**What needs to be done**
Below are records; state how many of their lines hold the word "ScenarioTable", and give only the figure.

Recorded data
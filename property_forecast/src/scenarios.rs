//! Base / Upside / Downside scenario bands derived from trend forecasts

use crate::error::{ForecastError, Result};
use serde::{Deserialize, Serialize};
use std::fmt;
use trend_math::Forecast;

/// Upside occupancy never exceeds full occupancy
pub const OCCUPANCY_CEILING: f64 = 100.0;

/// Property metric projected by the engine
#[derive(Debug, Clone, Copy, PartialEq, Eq, Hash, Serialize, Deserialize)]
pub enum Metric {
    /// Net Operating Income
    Noi,
    /// Occupancy in percent
    Occupancy,
    /// Appraised value
    Value,
}

impl Metric {
    pub const ALL: [Metric; 3] = [Metric::Noi, Metric::Occupancy, Metric::Value];

    /// Column name in the input table
    pub fn column_name(&self) -> &'static str {
        match self {
            Metric::Noi => "NOI",
            Metric::Occupancy => "Occupancy",
            Metric::Value => "Value",
        }
    }

    /// Prefix of the scenario table columns
    pub fn scenario_prefix(&self) -> &'static str {
        match self {
            Metric::Noi => "NOI",
            Metric::Occupancy => "Occ",
            Metric::Value => "Value",
        }
    }

    /// Fixed multipliers applied to this metric's base forecast
    pub fn adjustment(&self) -> ScenarioAdjustment {
        match self {
            Metric::Noi => ScenarioAdjustment::NOI,
            Metric::Occupancy => ScenarioAdjustment::OCCUPANCY,
            Metric::Value => ScenarioAdjustment::VALUE,
        }
    }
}

impl fmt::Display for Metric {
    fn fmt(&self, f: &mut fmt::Formatter<'_>) -> fmt::Result {
        f.write_str(self.column_name())
    }
}

/// Named scenario band
#[derive(Debug, Clone, Copy, PartialEq, Eq, Hash, Serialize, Deserialize)]
pub enum Scenario {
    Base,
    Upside,
    Downside,
}

impl Scenario {
    pub const ALL: [Scenario; 3] = [Scenario::Base, Scenario::Upside, Scenario::Downside];

    /// Suffix of the scenario table columns
    pub fn column_suffix(&self) -> &'static str {
        match self {
            Scenario::Base => "Base",
            Scenario::Upside => "Up",
            Scenario::Downside => "Down",
        }
    }

    /// Human readable name, as used in chart legends
    pub fn label(&self) -> &'static str {
        match self {
            Scenario::Base => "Base Case",
            Scenario::Upside => "Upside",
            Scenario::Downside => "Downside",
        }
    }
}

/// Multiplicative shocks for one metric
#[derive(Debug, Clone, Copy, PartialEq)]
pub struct ScenarioAdjustment {
    /// Multiplier for the upside band
    pub upside: f64,
    /// Multiplier for the downside band
    pub downside: f64,
    /// Upper bound applied to the upside band only
    pub upside_cap: Option<f64>,
}

impl ScenarioAdjustment {
    /// +5% / -5% NOI shock
    pub const NOI: ScenarioAdjustment = ScenarioAdjustment {
        upside: 1.05,
        downside: 0.95,
        upside_cap: None,
    };

    /// +2% / -3% occupancy shift, upside capped at full occupancy
    pub const OCCUPANCY: ScenarioAdjustment = ScenarioAdjustment {
        upside: 1.02,
        downside: 0.97,
        upside_cap: Some(OCCUPANCY_CEILING),
    };

    /// +8% / -10% valuation swing
    pub const VALUE: ScenarioAdjustment = ScenarioAdjustment {
        upside: 1.08,
        downside: 0.90,
        upside_cap: None,
    };

    /// Scenario value for a base forecast value.
    ///
    /// The downside band has no floor.
    pub fn apply(&self, scenario: Scenario, base: f64) -> f64 {
        match scenario {
            Scenario::Base => base,
            Scenario::Upside => {
                let up = base * self.upside;
                match self.upside_cap {
                    Some(cap) => up.min(cap),
                    None => up,
                }
            }
            Scenario::Downside => base * self.downside,
        }
    }
}

/// Scenario values for one future year
#[derive(Debug, Clone, Copy, PartialEq, Serialize, Deserialize)]
pub struct ScenarioRow {
    #[serde(rename = "Year")]
    pub year: i32,
    #[serde(rename = "NOI_Base")]
    pub noi_base: f64,
    #[serde(rename = "NOI_Up")]
    pub noi_up: f64,
    #[serde(rename = "NOI_Down")]
    pub noi_down: f64,
    #[serde(rename = "Occ_Base")]
    pub occ_base: f64,
    #[serde(rename = "Occ_Up")]
    pub occ_up: f64,
    #[serde(rename = "Occ_Down")]
    pub occ_down: f64,
    #[serde(rename = "Value_Base")]
    pub value_base: f64,
    #[serde(rename = "Value_Up")]
    pub value_up: f64,
    #[serde(rename = "Value_Down")]
    pub value_down: f64,
}

impl ScenarioRow {
    fn derive(year: i32, noi: f64, occupancy: f64, value: f64) -> Self {
        let noi_adj = Metric::Noi.adjustment();
        let occ_adj = Metric::Occupancy.adjustment();
        let value_adj = Metric::Value.adjustment();

        Self {
            year,
            noi_base: noi,
            noi_up: noi_adj.apply(Scenario::Upside, noi),
            noi_down: noi_adj.apply(Scenario::Downside, noi),
            occ_base: occupancy,
            occ_up: occ_adj.apply(Scenario::Upside, occupancy),
            occ_down: occ_adj.apply(Scenario::Downside, occupancy),
            value_base: value,
            value_up: value_adj.apply(Scenario::Upside, value),
            value_down: value_adj.apply(Scenario::Downside, value),
        }
    }

    /// Value of one metric under one scenario
    pub fn get(&self, metric: Metric, scenario: Scenario) -> f64 {
        match (metric, scenario) {
            (Metric::Noi, Scenario::Base) => self.noi_base,
            (Metric::Noi, Scenario::Upside) => self.noi_up,
            (Metric::Noi, Scenario::Downside) => self.noi_down,
            (Metric::Occupancy, Scenario::Base) => self.occ_base,
            (Metric::Occupancy, Scenario::Upside) => self.occ_up,
            (Metric::Occupancy, Scenario::Downside) => self.occ_down,
            (Metric::Value, Scenario::Base) => self.value_base,
            (Metric::Value, Scenario::Upside) => self.value_up,
            (Metric::Value, Scenario::Downside) => self.value_down,
        }
    }
}

/// Scenario rows keyed by future year, in year order
#[derive(Debug, Clone, PartialEq, Serialize, Deserialize)]
pub struct ScenarioTable {
    rows: Vec<ScenarioRow>,
}

impl ScenarioTable {
    pub fn rows(&self) -> &[ScenarioRow] {
        &self.rows
    }

    pub fn len(&self) -> usize {
        self.rows.len()
    }

    pub fn is_empty(&self) -> bool {
        self.rows.is_empty()
    }

    /// Future years covered by the table
    pub fn years(&self) -> Vec<i32> {
        self.rows.iter().map(|r| r.year).collect()
    }

    /// One metric/scenario column in year order
    pub fn column(&self, metric: Metric, scenario: Scenario) -> Vec<f64> {
        self.rows.iter().map(|r| r.get(metric, scenario)).collect()
    }

    /// Pretty-printed JSON array of rows
    pub fn to_json(&self) -> Result<String> {
        Ok(serde_json::to_string_pretty(&self.rows)?)
    }
}

impl fmt::Display for ScenarioTable {
    fn fmt(&self, f: &mut fmt::Formatter<'_>) -> fmt::Result {
        write!(f, "{:>6}", "Year")?;
        for metric in Metric::ALL {
            for scenario in Scenario::ALL {
                let name = format!("{}_{}", metric.scenario_prefix(), scenario.column_suffix());
                write!(f, " {:>16}", name)?;
            }
        }
        writeln!(f)?;

        for row in &self.rows {
            write!(f, "{:>6}", row.year)?;
            for metric in Metric::ALL {
                for scenario in Scenario::ALL {
                    write!(f, " {:>16.2}", row.get(metric, scenario))?;
                }
            }
            writeln!(f)?;
        }
        Ok(())
    }
}

/// Combine three base forecasts into a scenario table.
///
/// All forecasts and `future_years` must share the same non-zero length;
/// row `i` belongs to `future_years[i]`.
pub fn generate(
    noi_forecast: &Forecast,
    occ_forecast: &Forecast,
    value_forecast: &Forecast,
    future_years: &[i32],
) -> Result<ScenarioTable> {
    let horizon = future_years.len();
    if horizon == 0 {
        return Err(ForecastError::InvalidInput(
            "At least one future year is required".to_string(),
        ));
    }

    for (metric, forecast) in [
        (Metric::Noi, noi_forecast),
        (Metric::Occupancy, occ_forecast),
        (Metric::Value, value_forecast),
    ] {
        if forecast.len() != horizon {
            return Err(ForecastError::InvalidInput(format!(
                "{} forecast length ({}) doesn't match future years ({})",
                metric,
                forecast.len(),
                horizon
            )));
        }
    }

    let rows = future_years
        .iter()
        .zip(noi_forecast.points())
        .zip(occ_forecast.points())
        .zip(value_forecast.points())
        .map(|(((&year, noi), occ), value)| {
            ScenarioRow::derive(year, noi.value, occ.value, value.value)
        })
        .collect();

    Ok(ScenarioTable { rows })
}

**Result of the task**
5